Puede que por primera vez desde que abandonaron el Enclave, los tres adolescentes actuaran con genuina preocupación.

—¡Quietos! ¡Esperad! ¡Eh! —gritaron mientras corrían ladera abajo hacia los chicos.

Sin embargo, eran demasiados. Mel sintió que el corazón se le encogía en el pecho. ¿Qué podían hacer, habiendo tantos? Algunos de ellos serían incapaces de oírlos. De hecho, parecía que ninguno en absoluto los escuchaba. Porque no se detuvieron y no esperaron. Seguían avanzando, como conducidos por un impulso que no pudiesen controlar. No parecieron reparar en los recién llegados, ni siquiera cuando Mel y los chicos corrieron hasta colocarse ante ellos.

—¡Tenéis que parar! ¡Volved por donde habéis venido! Escuchadnos. Por ahí vais directos hacia los alienígenas. —Travis y Antony hacían aspavientos con los brazos, enfrentando a la muchedumbre con la cruda realidad, gritando como profetas en la naturaleza—. Son cosechadores. Son esclavistas. Volved. Si seguís adelante, los alienígenas os convertirán en esclavos. Deteneos. Esperad. Escuchadnos.

Aquello no iba a funcionar.

Mel pensó que eran como el rey Canuto
[2]
intentando contener la marea. Antony y Trav tenían buenas intenciones, pero también límites. Y era más fácil convencer a una persona que a cien.

La multitud no parecía tener ningún líder propiamente dicho, del mismo modo que un rebaño de ovejas, pero había varios adolescentes de mayor edad que avanzaban unos pasos por delante del resto. Quizá tuviesen alguna influencia. Mel corrió hacia uno de ellos, una chica con el pelo color caoba enmarañado y el labio ensangrentado, que llevaba a un niño pequeño y sollozante seguida por otros tantos. Mel se interpuso en su camino.

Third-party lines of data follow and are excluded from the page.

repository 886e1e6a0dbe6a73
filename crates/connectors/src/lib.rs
pub mod sql;
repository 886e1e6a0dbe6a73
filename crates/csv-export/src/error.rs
use model::records::cursor::CursorError;
use thiserror::Error;

#[derive(Debug, Error)]
pub enum ExportError {
    /// A column named in `columns_to_include` does not exist in the result set.
    #[error("Column '{0}' is not present in the result set")]
    UnknownColumn(String),

    #[error("Invalid date pattern '{pattern}': {message}")]
    Pattern { pattern: String, message: String },

    /// `encoding_name` is not a known encoding label.
    #[error("Unsupported file encoding '{0}'")]
    UnsupportedEncoding(String),

    /// The cursor failed while rows were being read.
    #[error("Source read failed: {0}")]
    Source(#[from] CursorError),

    #[error("Write failed: {0}")]
    Io(#[from] std::io::Error),
}
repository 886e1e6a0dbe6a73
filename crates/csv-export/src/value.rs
use crate::{error::ExportError, pattern::DatePattern};
use model::{
    core::{column::ColumnDescriptor, data_type::ColumnType, utils::encode_hex_dump, value::Value},
    options::format::FormatOptions,
};

const QUOTED_EMPTY: &str = "\"\"";

/// Turns single cells into CSV-safe tokens.
///
/// Date patterns are compiled once when the formatter is built, so a
/// formatter is meant to be created per streaming call and reused for every
/// cell of that call.
#[derive(Debug, Clone)]
pub struct ValueFormatter {
    date: DatePattern,
    date_time: DatePattern,
    quote_dates: bool,
    quote_strings: bool,
}

impl ValueFormatter {
    pub fn new(options: &FormatOptions) -> Result<Self, ExportError> {
        Ok(ValueFormatter {
            date: DatePattern::compile(&options.date_format)?,
            date_time: DatePattern::compile(&options.date_time_format)?,
            quote_dates: options.quote_dates,
            quote_strings: options.quote_strings,
        })
    }

    pub fn format(&self, value: &Value, column: &ColumnDescriptor) -> String {
        self.format_as(value, column.column_type)
    }

    pub fn format_as(&self, value: &Value, column_type: ColumnType) -> String {
        if value.is_null() {
            return if column_type.is_quotable() {
                QUOTED_EMPTY.to_string()
            } else {
                String::new()
            };
        }

        match column_type {
            ColumnType::Text => {
                let text = collapse_line_breaks(&value.to_string());
                if self.quote_strings {
                    quote(&text.replace('"', "\\\""))
                } else {
                    text
                }
            }
            ColumnType::Date => self.format_temporal(value, &self.date),
            ColumnType::DateTime => self.format_temporal(value, &self.date_time),
            ColumnType::Binary => match value {
                Value::Bytes(bytes) => encode_hex_dump(bytes),
                other => other.to_string(),
            },
            ColumnType::Integer | ColumnType::Float | ColumnType::Decimal | ColumnType::Other => {
                value.to_string()
            }
        }
    }

    fn format_temporal(&self, value: &Value, pattern: &DatePattern) -> String {
        let text = match value.as_naive_datetime() {
            Some(dt) => pattern.format(&dt, matches!(value, Value::TimestampTz(_))),
            None => value.to_string(),
        };

        if self.quote_dates { quote(&text) } else { text }
    }
}

fn quote(text: &str) -> String {
    let mut out = String::with_capacity(text.len() + 2);
    out.push('"');
    out.push_str(text);
    out.push('"');
    out
}

/// Replaces every `\r\n`, `\r` and `\n` with a single space.
fn collapse_line_breaks(text: &str) -> String {
    if !text.contains(['\r', '\n']) {
        return text.to_string();
    }

    let mut out = String::with_capacity(text.len());
    let mut chars = text.chars().peekable();
    while let Some(ch) = chars.next() {
        match ch {
            '\r' => {
                chars.next_if_eq(&'\n');
                out.push(' ');
            }
            '\n' => out.push(' '),
            other => out.push(other),
        }
    }
    out
}

#[cfg(test)]
mod tests {
    use super::*;
    use chrono::NaiveDate;
    use rust_decimal::Decimal;
    use std::str::FromStr;

    fn formatter(options: &FormatOptions) -> ValueFormatter {
        ValueFormatter::new(options).unwrap()
    }

    fn column(type_name: &str) -> ColumnDescriptor {
        ColumnDescriptor::new("col", type_name, 0)
    }

    fn sample_timestamp() -> Value {
        Value::Timestamp(
            NaiveDate::from_ymd_opt(2018, 12, 31)
                .unwrap()
                .and_hms_opt(11, 22, 33)
                .unwrap(),
        )
    }

    #[test]
    fn test_text_quotes_are_backslash_escaped() {
        let f = formatter(&FormatOptions::default());
        let value = Value::String("Hello\"semicolon1".to_string());
        assert_eq!(f.format(&value, &column("nvarchar")), r#""Hello\"semicolon1""#);
        let value = Value::String("a\"\"b".to_string());
        assert_eq!(f.format(&value, &column("text")), r#""a\"\"b""#);
    }

    #[test]
    fn test_text_line_breaks_collapse_to_one_space() {
        let f = formatter(&FormatOptions::default());
        let value = Value::String("a\r\nb\rc\nd\n\ne".to_string());
        let token = f.format(&value, &column("varchar(10)"));
        assert_eq!(token, "\"a b c d  e\"");
        assert!(!token.contains(['\r', '\n']));
    }

    #[test]
    fn test_unquoted_strings() {
        let options = FormatOptions {
            quote_strings: false,
            ..Default::default()
        };
        let f = formatter(&options);
        let value = Value::String("say \"hi\"\nthere".to_string());
        assert_eq!(f.format(&value, &column("text")), "say \"hi\" there");
        assert_eq!(f.format(&Value::Null, &column("text")), "\"\"");
    }

    #[test]
    fn test_nulls_follow_column_type() {
        let f = formatter(&FormatOptions::default());
        for quotable in ["nvarchar", "date", "datetime", "timestamptz"] {
            assert_eq!(f.format(&Value::Null, &column(quotable)), "\"\"", "{quotable}");
        }
        for plain in ["float", "double precision", "numeric", "int", "bytea", "uuid"] {
            assert_eq!(f.format(&Value::Null, &column(plain)), "", "{plain}");
        }
    }

    #[test]
    fn test_dates_with_custom_patterns() {
        let options = FormatOptions {
            date_format: "dd-MM_yyyy".to_string(),
            date_time_format: "dd-MM_yyyy HH:mm:ss".to_string(),
            ..Default::default()
        };
        let f = formatter(&options);
        let date = Value::Date(NaiveDate::from_ymd_opt(2018, 12, 31).unwrap());
        assert_eq!(f.format(&date, &column("DAte")), "\"31-12_2018\"");
        assert_eq!(
            f.format(&sample_timestamp(), &column("DAteTIME")),
            "\"31-12_2018 11:22:33\""
        );
    }

    #[test]
    fn test_date_quoting_can_be_disabled() {
        let options = FormatOptions {
            quote_dates: false,
            date_time_format: "MM-dd-yyyy HH:mm:ss".to_string(),
            ..Default::default()
        };
        let f = formatter(&options);
        assert_eq!(
            f.format(&sample_timestamp(), &column("datetime")),
            "12-31-2018 11:22:33"
        );
        // Nulls of date columns stay quoted-empty regardless of the flag.
        assert_eq!(f.format(&Value::Null, &column("date")), "\"\"");
    }

    #[test]
    fn test_numbers_are_invariant_and_unquoted() {
        let f = formatter(&FormatOptions::default());
        assert_eq!(f.format(&Value::Real(3000.212), &column("real")), "3000.212");
        assert_eq!(f.format(&Value::Float(1234.543), &column("float")), "1234.543");
        assert_eq!(
            f.format(&Value::Float(1234.543), &column("double precision")),
            "1234.543"
        );
        assert_eq!(
            f.format(
                &Value::Decimal(Decimal::from_str("1234.543").unwrap()),
                &column("decimal(10,3)")
            ),
            "1234.543"
        );
        assert_eq!(f.format(&Value::Int(1_000_000), &column("bigint")), "1000000");
    }

    #[test]
    fn test_binary_and_other_types() {
        let f = formatter(&FormatOptions::default());
        assert_eq!(
            f.format(&Value::Bytes(vec![0xff, 0xa0, 0x01]), &column("varbinary")),
            "FF-A0-01"
        );
        assert_eq!(f.format(&Value::Boolean(true), &column("bool")), "true");
    }

    #[test]
    fn test_invalid_pattern_is_a_configuration_error() {
        let options = FormatOptions {
            date_format: "'yyyy".to_string(),
            ..Default::default()
        };
        assert!(matches!(
            ValueFormatter::new(&options),
            Err(ExportError::Pattern { .. })
        ));
    }
}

—Escuchadnos. No podéis seguir por aquí. Es peligroso. Los alienígenas… —Se estremeció. El rostro de la chica no tenía ninguna expresión. Otra de las chicas tenía la mirada muerta. No parecían conscientes, ni siquiera vivas. Eran zombis, autómatas. Mel miró a los niños que las acompañaban y comprobó que su estado era el mismo. Como Jessica después de la enfermedad. Pero a Jessica habían conseguido traerla de vuelta—. Podemos ayudaros si nos escucháis —gritó Mel a una de las chicas mientras la sujetaba por los hombros. Pero la chica se sacudió de encima a Mel y continuó su camino, como una máquina sujeta a un programa.

Más adelante, en la fila, Travis y Antony estaban teniendo el mismo poco éxito a la hora de detener el imparable avance. La horda de jóvenes era como una marea avanzando sobre ellos, una corriente que no podían detener ni desviar. Se vieron limitados a gritar, a hacer gestos, a correr de un joven a otro, a sujetarlos de los brazos, a sacudirlos de los hombros. No sirvió para nada. Era como intentar despertar a los muertos.

En mitad de la multitud, los adolescentes volvieron a reunirse.

—Travis, esto es horrible —dijo Mel a la vez que le recorría un escalofrío—. Es como si les hubiesen borrado la mente.

—Han roto sus espíritus —dijo Travis, sombrío—. No tienen fuerzas para defenderse. No tienen voluntad para pelear. Ya se han rendido. No es solo culpa de la enfermedad y los cosechadores; estos son los chicos que la sociedad ha producido.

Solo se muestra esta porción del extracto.